Peer to Peer
Filled to the brim
The benefits of premixing fillers with lidocaine with epinephrine, basic procedures that attract custom by building confidence, and why you should never ‘underfill' patients
Our panel this session comprises: Dr Jean Carruthers, a clinical professor at the department of ophthalmology and visual sciences at the University of British Columbia in Vancouver; Professor Syed Haq, an associate of PSA UK and the London Wellness Centre; and Rajiv Grover, an NHS consultant plastic surgeon who runs a private practice in Harley Street and London's King Edward VII Hospital.
Q: I injected a patient with a filler and lidocaine but find this time-consuming. Can more manufacturers pre-mix these?
Dr Jean Carruthers: The manufacturers are starting to do this. You could argue that all companies producing fillers should from the outset. But it is more difficult for the filler companies because they come under the device category. Once they start adding epinephrine they would have to satisfy the drug licensing authorities as well.
Patients are much happier with filler premixed with lidocaine with epinephrine because they can see the symmetry, and practitioners can really tell that they have done a good job.
With dental blocks and lidocaine, you're using maybe 1cc, perhaps a little bit more. This is 10 times as much as injecting lidocaine with a syringe of filler. A problem with separate, injectable lidocaine with epinephrine is you don't just affect the sensory nerves, you also affect the motor nerves, and the result is an asymmetric face.
Q: Is there an effective procedure for attracting prospective patients?
Rajiv Grover: Restylane Vital is said to be a big practice builder, because people will come for skin rejuvenation and will go on to try other things. Many people are frightened to have something done that gives a structural change to the face.
Dr Jean Carruthers: About eight or nine years ago, when everybody was doing microdermabrasion, people would say, “Oh, my skin feels so wonderful!” But you couldn't photograph it because it didn't look different; yet patients said it felt good.
Rajiv Grover: Hyaluronic acids also promote collagen formation, as the Wang study at the University of Michigan showed in 2007.
Professor Syed Haq: It was minimal. You have to look at the overall effect of collagen production, so I would ask what sort of percentage levels? Were they looking at overall changes in terms of correlating the collagen synthesis with volumetric changes over time? With remodelling, it's not just simply about creating collagen, because you have to revascularise the area, so you need neovascularisation. The cells have a higher energy output so they need to be supplied by oxygen and nutrients and so forth, so I still think the jury's out on that.
Q: Is offering mesotherapy good for attracting patients?
Rajiv Grover: Mesotherapy has a reputation for being a little holistic and less scientific. For it to develop a good name rather than just being a kind of vitamin injection, I agree that it needs some scientific backing.

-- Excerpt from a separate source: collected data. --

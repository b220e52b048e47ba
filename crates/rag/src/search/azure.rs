//! Azure AI Search backend.
//!
//! API: `POST {endpoint}/indexes/{index}/docs/search?api-version=...` with an
//! `api-key` header. Hits come back under `value`, each with `@search.score`.

use super::{SearchBackend, SearchRequest};
use crate::types::ReviewRecord;
use reviewlens_core::config::SearchSettings;
use reviewlens_core::{AppError, AppResult};
use serde::Deserialize;

#[derive(Debug, Deserialize)]
struct SearchResponse {
    #[serde(default)]
    value: Vec<SearchHit>,
}

#[derive(Debug, Deserialize)]
struct SearchHit {
    #[serde(rename = "@search.score")]
    score: f64,
    review_id: String,
    business_id: String,
    // The index returns null for selected fields with no value
    #[serde(default)]
    review_content: Option<String>,
    #[serde(default)]
    location: Option<String>,
    #[serde(default)]
    date: Option<String>,
}

impl From<SearchHit> for ReviewRecord {
    fn from(hit: SearchHit) -> Self {
        ReviewRecord {
            review_id: hit.review_id,
            business_id: hit.business_id,
            content: hit.review_content.unwrap_or_default(),
            location: hit.location,
            date: hit.date,
            score: hit.score,
        }
    }
}

/// Search client bound to one index.
pub struct AzureSearchClient {
    endpoint: String,
    index_name: String,
    api_key: String,
    api_version: String,
    client: reqwest::Client,
}

impl AzureSearchClient {
    pub fn new(
        endpoint: impl Into<String>,
        index_name: impl Into<String>,
        api_key: impl Into<String>,
        api_version: impl Into<String>,
        client: reqwest::Client,
    ) -> Self {
        Self {
            endpoint: endpoint.into(),
            index_name: index_name.into(),
            api_key: api_key.into(),
            api_version: api_version.into(),
            client,
        }
    }

    /// Build a client from validated search settings.
    pub fn from_settings(settings: &SearchSettings) -> AppResult<Self> {
        let missing = |name: &str| AppError::Config(format!("Missing required setting: {}", name));

        let endpoint = settings
            .endpoint
            .as_deref()
            .ok_or_else(|| missing("AZURE_SEARCH_ENDPOINT"))?;
        let index_name = settings
            .index_name
            .as_deref()
            .ok_or_else(|| missing("AZURE_SEARCH_INDEX_NAME"))?;
        let api_key = settings
            .api_key
            .as_deref()
            .ok_or_else(|| missing("AZURE_SEARCH_API_KEY"))?;

        let client = reviewlens_llm::http_client(settings.timeout_secs)?;

        Ok(Self::new(
            endpoint,
            index_name,
            api_key,
            settings.api_version.as_str(),
            client,
        ))
    }

    fn search_url(&self) -> String {
        format!(
            "{}/indexes/{}/docs/search?api-version={}",
            self.endpoint.trim_end_matches('/'),
            self.index_name,
            self.api_version
        )
    }
}

#[async_trait::async_trait]
impl SearchBackend for AzureSearchClient {
    async fn search(&self, request: &SearchRequest) -> AppResult<Vec<ReviewRecord>> {
        tracing::debug!(
            "Searching index '{}' (top: {}, filtered: {})",
            self.index_name,
            request.top,
            request.filter.is_some()
        );

        let response = self
            .client
            .post(self.search_url())
            .header("api-key", &self.api_key)
            .json(request)
            .send()
            .await
            .map_err(|e| AppError::Retrieval(format!("Failed to reach search service: {}", e)))?;

        if !response.status().is_success() {
            let status = response.status();
            let error_text = response
                .text()
                .await
                .unwrap_or_else(|_| "Unknown error".to_string());
            return Err(AppError::Retrieval(format!(
                "Search API error ({}): {}",
                status, error_text
            )));
        }

        let body: SearchResponse = response
            .json()
            .await
            .map_err(|e| AppError::Retrieval(format!("Failed to parse search response: {}", e)))?;

        tracing::debug!("Search returned {} hits", body.value.len());
        Ok(body.value.into_iter().map(ReviewRecord::from).collect())
    }
}

#[cfg(test)]
mod tests {
    use super::*;

    #[test]
    fn test_search_url() {
        let client = AzureSearchClient::new(
            "https://reviews.search.windows.net/",
            "reviews-index",
            "key",
            "2023-11-01",
            reqwest::Client::new(),
        );
        assert_eq!(
            client.search_url(),
            "https://reviews.search.windows.net/indexes/reviews-index/docs/search?api-version=2023-11-01"
        );
    }

    #[test]
    fn test_from_settings_requires_index() {
        let settings = SearchSettings {
            endpoint: Some("https://reviews.search.windows.net".to_string()),
            api_key: Some("key".to_string()),
            ..Default::default()
        };
        let err = AzureSearchClient::from_settings(&settings).err().unwrap();
        assert!(err.to_string().contains("AZURE_SEARCH_INDEX_NAME"));
    }

    #[test]
    fn test_response_decoding_keeps_engine_order() {
        let raw = r#"{
            "@odata.context": "ignored",
            "value": [
                {"@search.score": 0.05, "review_id": "r1", "business_id": "MX001",
                 "review_content": "Best nachos in town", "location": "Austin", "date": "2024-03-01"},
                {"@search.score": 0.01, "review_id": "r2", "business_id": "MX001",
                 "review_content": "Nachos were cold", "location": null}
            ]
        }"#;

        let body: SearchResponse = serde_json::from_str(raw).unwrap();
        let records: Vec<ReviewRecord> = body.value.into_iter().map(ReviewRecord::from).collect();

        assert_eq!(records.len(), 2);
        assert_eq!(records[0].review_id, "r1");
        assert_eq!(records[0].content, "Best nachos in town");
        assert_eq!(records[0].location.as_deref(), Some("Austin"));
        assert_eq!(records[1].score, 0.01);
        assert_eq!(records[1].location, None);
        assert_eq!(records[1].date, None);
    }
    #[test]
    fn test_null_review_content_decodes_as_empty() {
        let raw = r#"{
            "value": [
                {"@search.score": 0.04, "review_id": "r1", "business_id": "MX001",
                 "review_content": "Loved the mole"},
                {"@search.score": 0.03, "review_id": "r2", "business_id": "MX001",
                 "review_content": null, "location": null, "date": null},
                {"@search.score": 0.02, "review_id": "r3", "business_id": "MX001"}
            ]
        }"#;

        let body: SearchResponse = serde_json::from_str(raw).unwrap();
        let records: Vec<ReviewRecord> = body.value.into_iter().map(ReviewRecord::from).collect();

        assert_eq!(records.len(), 3);
        assert_eq!(records[0].content, "Loved the mole");
        assert_eq!(records[1].content, "");
        assert_eq!(records[2].content, "");
    }
}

Professor Syed Haq: There is a system—and the manufacturer is using interesting data from Germany—where a product called Lipomelt is being utilised in a delivery system that uses both electrostatic and mechanical propulsion. So-called micro-pores penetrate up to 6cm, making changes in subcutaneous tissue as well as the dermal layer. That's something that could be of interest.
Q: Why are more lips injected than cheeks when facial volume is so important?
Rajiv Grover: Good question, because the lip is not an easy place to treat—it's thin, it swells, it's very vascular, it has a great artery going from one side to the other, which is an end artery, so you can get tissue necrosis if you were to occlude it.
By comparison, injecting the cheeks—if you are superficial to the muscles, which you know you will be if you are in the fat pad—may result in only a little bruising. Yet many practitioners are scared of the cheeks. You know why? Because it's not a nasal labial fold. But if you think about it, you would see that the lip is kind of ‘tiger country' by comparison.
Dr Jean Carruthers: Some of the older patients really don't want their lips to look like Goldie Hawn's in The First Wives Club. They want to have their faces revolumised, and they need a little support in their lip because they have those rather obvious vertical lip lines. That's the trickiest lip to do, because you have to be so careful not to overdo it.
Rajiv Grover: Start injecting cheeks because I promise you, you'll find it's a lot safer than you think, you will enjoy doing it because it's artistic and creative and your patients will love it.